Someone analyzed 3,007 Claude Code sessions and found a ratio that broke my brain: for every fresh token sent to the API, 525 tokens were served from cache. The total? 12.2 billion cached tokens against 10 million fresh ones.
That's not a rounding error. That's a system where prompt structure — not prompt content — is doing most of the economic work.
The Prefix Is the Product
Every major LLM provider now offers some form of prompt caching. The mechanism is consistent across all of them: they store the computed K and V matrices from the transformer's attention layers so that identical prompt prefixes don't need to be reprocessed.

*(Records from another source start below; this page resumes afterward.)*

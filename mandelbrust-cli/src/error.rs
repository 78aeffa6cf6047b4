use thiserror::Error;

/// Top-level error taxonomy for the batch renderer. Each variant maps to a
/// one-line diagnostic and a non-zero exit code in `main`.
#[derive(Debug, Error)]
pub enum CliError {
    #[error("usage error: {0}")]
    Usage(String),

    #[error("{path}: {source}")]
    Io {
        path: String,
        #[source]
        source: std::io::Error,
    },

    #[error("{path}:{line}: {reason}")]
    Parse {
        path: String,
        line: usize,
        reason: String,
    },

    #[error(transparent)]
    Core(#[from] mandelbrust_core::CoreError),

    #[error(transparent)]
    Render(#[from] mandelbrust_render::RenderError),
}

impl CliError {
    /// Exit code FractalNow's own CLI used for each failure category:
    /// usage errors are distinct from I/O/parse/engine failures so a
    /// calling script can tell "you asked for something invalid" apart
    /// from "the render itself failed".
    pub fn exit_code(&self) -> i32 {
        match self {
            CliError::Usage(_) => 1,
            CliError::Io { .. } | CliError::Parse { .. } => 2,
            CliError::Core(_) | CliError::Render(_) => 3,
        }
    }
}
use crate::complex::Complex;
use crate::error::CoreError;
use crate::float::Float;

/// Which escape-time formula a [`Fractal`] iterates.
#[derive(Debug, Clone, Copy, PartialEq, Eq)]
pub enum Formula {
    /// z₀ = 0, c = pixel; z ← z² + c.
    Mandelbrot,
    /// z₀ = 0, c = pixel; z ← z^p + c.
    MandelbrotP,
    /// z₀ = pixel, c = fractal.c; z ← z² + c.
    Julia,
    /// z₀ = pixel, c = fractal.c; z ← z^p + c.
    JuliaP,
    /// z₀ = 0, c = pixel, d = fractal.c; z ← z^p + d·z + c.
    Rudy,
}

/// The distinguished return of a kernel: either an escape scalar (always
/// non-negative) or the "didn't escape" sentinel.
#[derive(Debug, Clone, Copy, PartialEq)]
pub enum IterationResult {
    Escaped(Float),
    Interior,
}

impl IterationResult {
    #[inline]
    pub fn is_interior(self) -> bool {
        matches!(self, Self::Interior)
    }
}

/// Immutable description of one escape-time fractal to render.
///
/// Built once by [`Fractal::new`], which enforces every invariant in the
/// data model (positive span, `R > 1`, `maxIter > 0`, `p ≥ 0`); there is no
/// mutation afterwards.
#[derive(Debug, Clone, Copy)]
pub struct Fractal {
    pub formula: Formula,
    pub p: Float,
    pub p_is_int: bool,
    pub p_int: i64,
    pub c: Complex,
    pub centre: Complex,
    pub span_x: Float,
    pub span_y: Float,
    pub x1: Float,
    pub x2: Float,
    pub y1: Float,
    pub y2: Float,
    pub escape_radius: Float,
    pub escape_radius2: Float,
    pub escape_radius_p: Float,
    pub log_escape_radius: Float,
    pub max_iter: u32,
}

impl Fractal {
    /// `centre`/`span` define the view rectangle; `c` is the Julia
    /// parameter (ignored for the two Mandelbrot formulas); `p` is the
    /// exponent (forced to 2 for the two fixed-power formulas).
    #[allow(clippy::too_many_arguments)]
    pub fn new(
        formula: Formula,
        centre: Complex,
        span_x: Float,
        span_y: Float,
        c: Complex,
        p: Float,
        escape_radius: Float,
        max_iter: u32,
    ) -> Result<Self, CoreError> {
        if span_x <= 0.0 || span_y <= 0.0 {
            return Err(CoreError::InvalidSpan {
                reason: format!("span must be positive, got ({span_x}, {span_y})"),
            });
        }
        if escape_radius <= 1.0 {
            return Err(CoreError::InvalidEscapeRadius(escape_radius));
        }
        if max_iter == 0 {
            return Err(CoreError::InvalidMaxIterations(max_iter));
        }
        if p < 0.0 {
            return Err(CoreError::InvalidExponent(p));
        }

        let (p, p_is_int, p_int) = match formula {
            Formula::Mandelbrot | Formula::Julia => (2.0, true, 2),
            _ => {
                let p_int = p.round() as i64;
                let p_is_int = (p - p_int as Float).abs() == 0.0;
                (p, p_is_int, p_int)
            }
        };

        Ok(Self {
            formula,
            p,
            p_is_int,
            p_int,
            c,
            centre,
            span_x,
            span_y,
            x1: centre.re - span_x / 2.0,
            x2: centre.re + span_x / 2.0,
            y1: centre.im - span_y / 2.0,
            y2: centre.im + span_y / 2.0,
            escape_radius,
            escape_radius2: escape_radius * escape_radius,
            escape_radius_p: escape_radius.powf(p),
            log_escape_radius: escape_radius.ln(),
            max_iter,
        })
    }

    /// Maps a pixel position in an image of `width`×`height` to the
    /// complex plane, sampling the pixel centre: `x1 + (fx+0.5)*spanX/width`.
    #[inline]
    pub fn point_at(&self, fx: Float, fy: Float, width: Float, height: Float) -> Complex {
        Complex::new(
            self.x1 + (fx + 0.5) / width * self.span_x,
            self.y1 + (fy + 0.5) / height * self.span_y,
        )
    }

    pub fn default_mandelbrot() -> Self {
        Self::new(
            Formula::Mandelbrot,
            Complex::new(-0.7, 0.0),
            3.0,
            3.0,
            Complex::ZERO,
            2.0,
            1000.0,
            250,
        )
        .expect("default mandelbrot parameters are valid")
    }

    pub fn default_julia() -> Self {
        Self::new(
            Formula::Julia,
            Complex::ZERO,
            3.5,
            3.5,
            Complex::new(-0.7, 0.27015),
            2.0,
            4.0,
            500,
        )
        .expect("default julia parameters are valid")
    }
}

#[cfg(test)]
mod tests {
    use super::*;

    #[test]
    fn rejects_nonpositive_span() {
        assert!(Fractal::new(
            Formula::Mandelbrot,
            Complex::ZERO,
            0.0,
            1.0,
            Complex::ZERO,
            2.0,
            2.0,
            100
        )
        .is_err());
    }

    #[test]
    fn rejects_escape_radius_at_or_below_one() {
        assert!(Fractal::new(
            Formula::Mandelbrot,
            Complex::ZERO,
            1.0,
            1.0,
            Complex::ZERO,
            2.0,
            1.0,
            100
        )
        .is_err());
    }

    #[test]
    fn rejects_zero_max_iter() {
        assert!(Fractal::new(
            Formula::Mandelbrot,
            Complex::ZERO,
            1.0,
            1.0,
            Complex::ZERO,
            2.0,
            2.0,
            0
        )
        .is_err());
    }

    #[test]
    fn mandelbrot_forces_p_equals_2() {
        let f = Fractal::new(
            Formula::Mandelbrot,
            Complex::ZERO,
            1.0,
            1.0,
            Complex::ZERO,
            7.0,
            2.0,
            100,
        )
        .unwrap();
        assert_eq!(f.p, 2.0);
        assert!(f.p_is_int);
        assert_eq!(f.p_int, 2);
    }

    #[test]
    fn corners_derived_from_centre_and_span() {
        let f = Fractal::new(
            Formula::Mandelbrot,
            Complex::new(1.0, -1.0),
            4.0,
            2.0,
            Complex::ZERO,
            2.0,
            2.0,
            100,
        )
        .unwrap();
        assert_eq!(f.x1, -1.0);
        assert_eq!(f.x2, 3.0);
        assert_eq!(f.y1, -2.0);
        assert_eq!(f.y2, 0.0);
    }

    #[test]
    fn mandelbrot_p_detects_non_integer_exponent() {
        let f = Fractal::new(
            Formula::MandelbrotP,
            Complex::ZERO,
            1.0,
            1.0,
            Complex::ZERO,
            3.5,
            2.0,
            100,
        )
        .unwrap();
        assert!(!f.p_is_int);
    }
}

If your first 8,000 tokens match a previous request, the provider skips computation on those 8,000 tokens and you only pay for what's new.
This sounds like a backend optimization that shouldn't concern anyone writing prompts. It's not. The moment you understand that token ordering determines cost, you start writing prompts differently.
The rule is simple: stable content first, variable content last.
# BAD — dynamic content breaks the prefix
[user query] ← changes every request
[system instructions] ← stable
[tool definitions] ← stable
[few-shot examples] ← stable
# GOOD — stable prefix maximizes reuse
[system instructions] ← stable, cached
[tool definitions] ← stable, cached
[few-shot examples] ← stable, cached
[user query] ← only this gets computed fresh
Written out like that, it seems obvious. In practice, most prompt templates I've audited get it backwards — the user message sits at the top, or timestamps and session metadata pollute the prefix.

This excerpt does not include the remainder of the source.